*** Block opens ***

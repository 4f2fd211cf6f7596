use super::driver::Driver;
use crate::config::Config;
use crate::{Error, Result};
use tracing::{debug, info, warn};

/// Open the login page and submit credentials.
///
/// Waiting for the username field doubles as the page-load settle; the
/// form is filled and submitted with Enter, and the navigation that
/// follows is confirmed separately by [`confirm_login`].
pub async fn log_in<D: Driver>(driver: &D, config: &Config) -> Result<()> {
    info!("opening login page: {}", config.site.login_url);
    driver.goto(&config.site.login_url).await?;
    driver
        .wait_for(
            &config.selectors.username_field,
            config.timing.element_timeout_ms,
        )
        .await?;

    debug!("filling credentials for {}", config.account.username);
    driver
        .fill(&config.selectors.username_field, &config.account.username)
        .await?;
    driver
        .fill(&config.selectors.password_field, &config.account.password)
        .await?;
    driver.press_key("Enter").await?;
    Ok(())
}

/// Poll the current URL until it equals the post-login home page.
///
/// The URL is checked `login_retries + 1` times with `poll_interval_ms`
/// between checks; a match returns immediately, so a first-check match
/// never sleeps. Exhausting the checks fails the run with
/// [`Error::LoginTimeout`].
pub async fn confirm_login<D: Driver>(driver: &D, config: &Config) -> Result<()> {
    let checks = config.timing.login_retries + 1;
    for attempt in 1..=checks {
        let url = driver.url().await?;
        debug!("login check {}/{}: {}", attempt, checks, url);
        if url == config.site.home_url {
            info!("logged in as {}", config.account.username);
            return Ok(());
        }
        if attempt < checks {
            driver.wait(config.timing.poll_interval_ms).await;
        }
    }
    Err(Error::LoginTimeout)
}

/// Trigger an upstream sync on a single repository mirror.
///
/// Two clicks: the sync button, then the confirmation dialog. The site
/// gives no feedback worth reading, so the sync is fire-and-forget.
pub async fn sync_repo<D: Driver>(driver: &D, config: &Config, repo: &str) -> Result<()> {
    let url = format!(
        "{}/{}/{}",
        config.site.repo_base, config.account.username, repo
    );
    info!("updating {}", repo);
    driver.goto(&url).await?;

    driver
        .wait_for(&config.selectors.sync_button, config.timing.sync_timeout_ms)
        .await?;
    driver.click(&config.selectors.sync_button).await?;

    driver
        .wait_for(
            &config.selectors.confirm_button,
            config.timing.sync_timeout_ms,
        )
        .await?;
    driver.click(&config.selectors.confirm_button).await?;

    // let the sync request fire before the next navigation
    driver.wait(config.timing.settle_ms).await;
    Ok(())
}

/// Sync every configured mirror in order. The first failure aborts the
/// remaining mirrors.
pub async fn sync_all<D: Driver>(driver: &D, config: &Config) -> Result<usize> {
    let mut synced = 0;
    for repo in &config.repos {
        match sync_repo(driver, config, repo).await {
            Ok(()) => synced += 1,
            Err(e) => {
                warn!("sync failed on {}: {}", repo, e);
                return Err(e);
            }
        }
    }
    Ok(synced)
}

*** Block closes ***

## WORK INSTRUCTION
Write down, word for word, the lines above from the one containing "follows is confirmed" through the one containing "attempt, checks, url);", both ends included.

## ANSWER AREA
/// follows is confirmed separately by [`confirm_login`].
pub async fn log_in<D: Driver>(driver: &D, config: &Config) -> Result<()> {
    info!("opening login page: {}", config.site.login_url);
    driver.goto(&config.site.login_url).await?;
    driver
        .wait_for(
            &config.selectors.username_field,
            config.timing.element_timeout_ms,
        )
        .await?;

    debug!("filling credentials for {}", config.account.username);
    driver
        .fill(&config.selectors.username_field, &config.account.username)
        .await?;
    driver
        .fill(&config.selectors.password_field, &config.account.password)
        .await?;
    driver.press_key("Enter").await?;
    Ok(())
}

/// Poll the current URL until it equals the post-login home page.
///
/// The URL is checked `login_retries + 1` times with `poll_interval_ms`
/// between checks; a match returns immediately, so a first-check match
/// never sleeps. Exhausting the checks fails the run with
/// [`Error::LoginTimeout`].
pub async fn confirm_login<D: Driver>(driver: &D, config: &Config) -> Result<()> {
    let checks = config.timing.login_retries + 1;
    for attempt in 1..=checks {
        let url = driver.url().await?;
        debug!("login check {}/{}: {}", attempt, checks, url);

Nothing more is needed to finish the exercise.